» PROBLEM: Search the listing below for the string "TransportClient" and copy every line where it occurs.
[RECORDS SHOWN]
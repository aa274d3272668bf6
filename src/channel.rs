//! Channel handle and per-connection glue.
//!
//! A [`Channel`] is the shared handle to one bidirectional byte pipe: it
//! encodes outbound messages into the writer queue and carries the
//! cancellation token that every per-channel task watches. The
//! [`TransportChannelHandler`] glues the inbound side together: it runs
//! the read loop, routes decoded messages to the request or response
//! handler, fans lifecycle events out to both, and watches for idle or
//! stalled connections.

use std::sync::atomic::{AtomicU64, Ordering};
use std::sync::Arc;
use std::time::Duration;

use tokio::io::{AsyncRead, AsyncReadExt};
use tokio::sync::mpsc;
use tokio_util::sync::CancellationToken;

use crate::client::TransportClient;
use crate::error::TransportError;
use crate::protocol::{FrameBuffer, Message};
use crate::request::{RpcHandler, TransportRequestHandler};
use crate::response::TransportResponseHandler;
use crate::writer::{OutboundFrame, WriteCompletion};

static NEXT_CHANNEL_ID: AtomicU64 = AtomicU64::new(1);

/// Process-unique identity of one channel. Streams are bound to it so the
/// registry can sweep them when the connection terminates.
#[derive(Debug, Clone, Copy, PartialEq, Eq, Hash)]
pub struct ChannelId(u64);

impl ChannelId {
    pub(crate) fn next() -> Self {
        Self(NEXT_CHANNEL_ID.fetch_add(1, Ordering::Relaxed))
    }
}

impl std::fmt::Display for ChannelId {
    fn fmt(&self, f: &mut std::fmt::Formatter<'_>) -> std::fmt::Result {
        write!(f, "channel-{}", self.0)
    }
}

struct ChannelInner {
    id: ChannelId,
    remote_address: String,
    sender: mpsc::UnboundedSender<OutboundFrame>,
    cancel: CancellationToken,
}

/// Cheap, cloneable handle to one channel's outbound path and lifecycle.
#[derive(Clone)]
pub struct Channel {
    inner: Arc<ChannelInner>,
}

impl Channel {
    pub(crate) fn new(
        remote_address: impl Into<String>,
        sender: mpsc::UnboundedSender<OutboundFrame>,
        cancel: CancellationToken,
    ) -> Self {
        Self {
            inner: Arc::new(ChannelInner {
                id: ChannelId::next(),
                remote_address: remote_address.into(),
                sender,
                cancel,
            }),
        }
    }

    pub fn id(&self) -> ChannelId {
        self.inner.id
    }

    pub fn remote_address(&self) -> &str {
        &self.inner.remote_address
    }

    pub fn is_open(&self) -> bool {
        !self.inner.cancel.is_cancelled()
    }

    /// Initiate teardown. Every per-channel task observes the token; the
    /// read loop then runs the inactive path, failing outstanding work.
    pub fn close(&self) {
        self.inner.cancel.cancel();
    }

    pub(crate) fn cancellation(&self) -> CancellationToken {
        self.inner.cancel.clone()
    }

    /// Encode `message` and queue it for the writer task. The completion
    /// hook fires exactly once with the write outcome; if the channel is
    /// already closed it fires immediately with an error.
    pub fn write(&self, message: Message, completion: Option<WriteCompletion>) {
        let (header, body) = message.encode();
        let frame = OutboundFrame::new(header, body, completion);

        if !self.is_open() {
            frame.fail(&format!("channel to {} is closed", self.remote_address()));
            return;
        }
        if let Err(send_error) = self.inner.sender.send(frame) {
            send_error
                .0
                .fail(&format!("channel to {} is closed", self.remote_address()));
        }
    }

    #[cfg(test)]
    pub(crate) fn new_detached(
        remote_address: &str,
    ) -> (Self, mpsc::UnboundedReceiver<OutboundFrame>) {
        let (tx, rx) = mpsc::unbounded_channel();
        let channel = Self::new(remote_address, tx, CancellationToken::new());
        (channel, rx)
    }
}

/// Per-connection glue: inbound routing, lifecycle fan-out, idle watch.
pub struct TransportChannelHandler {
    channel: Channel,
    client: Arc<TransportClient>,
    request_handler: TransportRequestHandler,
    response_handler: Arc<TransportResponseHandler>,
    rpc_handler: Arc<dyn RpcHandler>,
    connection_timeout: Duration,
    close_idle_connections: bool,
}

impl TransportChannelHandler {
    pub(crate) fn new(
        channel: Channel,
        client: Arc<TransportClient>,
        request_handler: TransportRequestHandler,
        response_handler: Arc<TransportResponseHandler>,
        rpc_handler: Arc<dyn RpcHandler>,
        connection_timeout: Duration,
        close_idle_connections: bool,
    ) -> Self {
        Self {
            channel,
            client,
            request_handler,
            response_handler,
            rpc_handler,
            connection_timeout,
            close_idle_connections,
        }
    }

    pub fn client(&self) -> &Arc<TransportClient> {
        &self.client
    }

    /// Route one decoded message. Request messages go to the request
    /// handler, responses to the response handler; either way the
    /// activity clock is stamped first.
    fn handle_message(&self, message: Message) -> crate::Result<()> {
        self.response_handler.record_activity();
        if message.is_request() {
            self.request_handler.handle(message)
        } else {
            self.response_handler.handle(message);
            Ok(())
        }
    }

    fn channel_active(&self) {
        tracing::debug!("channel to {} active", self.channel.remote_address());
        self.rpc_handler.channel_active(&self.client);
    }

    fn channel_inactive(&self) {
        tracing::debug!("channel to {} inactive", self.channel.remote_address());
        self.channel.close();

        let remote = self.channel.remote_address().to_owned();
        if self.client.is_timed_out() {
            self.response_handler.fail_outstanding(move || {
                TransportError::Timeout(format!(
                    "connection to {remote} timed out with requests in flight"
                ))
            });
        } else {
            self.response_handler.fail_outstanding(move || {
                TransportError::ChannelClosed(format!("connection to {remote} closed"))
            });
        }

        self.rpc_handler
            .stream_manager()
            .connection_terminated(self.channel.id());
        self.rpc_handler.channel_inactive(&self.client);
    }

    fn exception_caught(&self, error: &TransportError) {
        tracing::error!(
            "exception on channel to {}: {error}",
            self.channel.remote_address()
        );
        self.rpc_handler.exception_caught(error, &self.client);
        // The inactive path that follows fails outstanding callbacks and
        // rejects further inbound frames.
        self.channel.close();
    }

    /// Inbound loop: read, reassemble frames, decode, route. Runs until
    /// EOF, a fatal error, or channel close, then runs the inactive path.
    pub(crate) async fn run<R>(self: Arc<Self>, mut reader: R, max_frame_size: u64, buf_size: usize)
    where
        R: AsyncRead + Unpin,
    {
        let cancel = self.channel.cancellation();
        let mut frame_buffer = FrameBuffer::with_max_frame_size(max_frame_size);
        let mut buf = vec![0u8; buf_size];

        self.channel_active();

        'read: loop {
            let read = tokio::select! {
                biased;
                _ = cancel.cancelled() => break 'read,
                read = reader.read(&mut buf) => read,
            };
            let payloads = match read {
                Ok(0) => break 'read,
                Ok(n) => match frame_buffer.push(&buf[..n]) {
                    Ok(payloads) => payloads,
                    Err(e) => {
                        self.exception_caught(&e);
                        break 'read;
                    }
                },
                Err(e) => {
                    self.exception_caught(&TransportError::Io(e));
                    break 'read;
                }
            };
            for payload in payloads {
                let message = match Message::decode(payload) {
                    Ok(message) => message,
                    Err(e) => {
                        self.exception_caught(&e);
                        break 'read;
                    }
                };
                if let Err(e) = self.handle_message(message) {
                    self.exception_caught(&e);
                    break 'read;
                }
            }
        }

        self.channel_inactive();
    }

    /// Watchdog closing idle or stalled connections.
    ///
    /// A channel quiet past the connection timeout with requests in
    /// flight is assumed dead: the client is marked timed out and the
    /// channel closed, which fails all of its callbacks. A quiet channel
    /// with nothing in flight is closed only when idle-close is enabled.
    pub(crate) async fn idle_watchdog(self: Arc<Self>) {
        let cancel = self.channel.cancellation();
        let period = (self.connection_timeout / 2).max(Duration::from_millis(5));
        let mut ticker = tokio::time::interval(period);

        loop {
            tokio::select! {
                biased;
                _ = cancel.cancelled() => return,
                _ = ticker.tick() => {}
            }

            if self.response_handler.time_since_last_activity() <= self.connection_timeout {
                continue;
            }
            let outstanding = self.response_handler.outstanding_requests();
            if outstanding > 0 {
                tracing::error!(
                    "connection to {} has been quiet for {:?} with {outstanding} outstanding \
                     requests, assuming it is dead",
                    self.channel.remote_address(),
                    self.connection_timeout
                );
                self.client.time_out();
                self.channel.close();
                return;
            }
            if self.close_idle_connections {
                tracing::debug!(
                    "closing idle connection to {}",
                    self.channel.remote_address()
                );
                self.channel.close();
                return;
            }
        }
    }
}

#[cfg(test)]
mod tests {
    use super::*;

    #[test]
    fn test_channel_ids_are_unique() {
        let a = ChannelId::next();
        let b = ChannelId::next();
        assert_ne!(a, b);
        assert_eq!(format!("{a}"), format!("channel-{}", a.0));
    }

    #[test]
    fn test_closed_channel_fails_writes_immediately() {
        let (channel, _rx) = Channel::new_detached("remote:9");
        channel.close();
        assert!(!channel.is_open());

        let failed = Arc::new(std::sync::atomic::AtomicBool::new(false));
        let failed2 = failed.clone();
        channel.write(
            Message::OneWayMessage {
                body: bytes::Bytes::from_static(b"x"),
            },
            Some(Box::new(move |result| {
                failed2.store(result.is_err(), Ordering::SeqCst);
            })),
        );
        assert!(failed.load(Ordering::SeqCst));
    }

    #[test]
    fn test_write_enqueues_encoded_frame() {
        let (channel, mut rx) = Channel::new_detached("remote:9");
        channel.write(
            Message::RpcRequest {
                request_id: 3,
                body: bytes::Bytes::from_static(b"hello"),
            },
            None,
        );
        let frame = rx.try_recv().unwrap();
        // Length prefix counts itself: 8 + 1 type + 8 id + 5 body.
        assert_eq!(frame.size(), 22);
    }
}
[/RECORDS SHOWN]
» ANSWER SPACE:
use crate::client::TransportClient;
    client: Arc<TransportClient>,
        client: Arc<TransportClient>,
    pub fn client(&self) -> &Arc<TransportClient> {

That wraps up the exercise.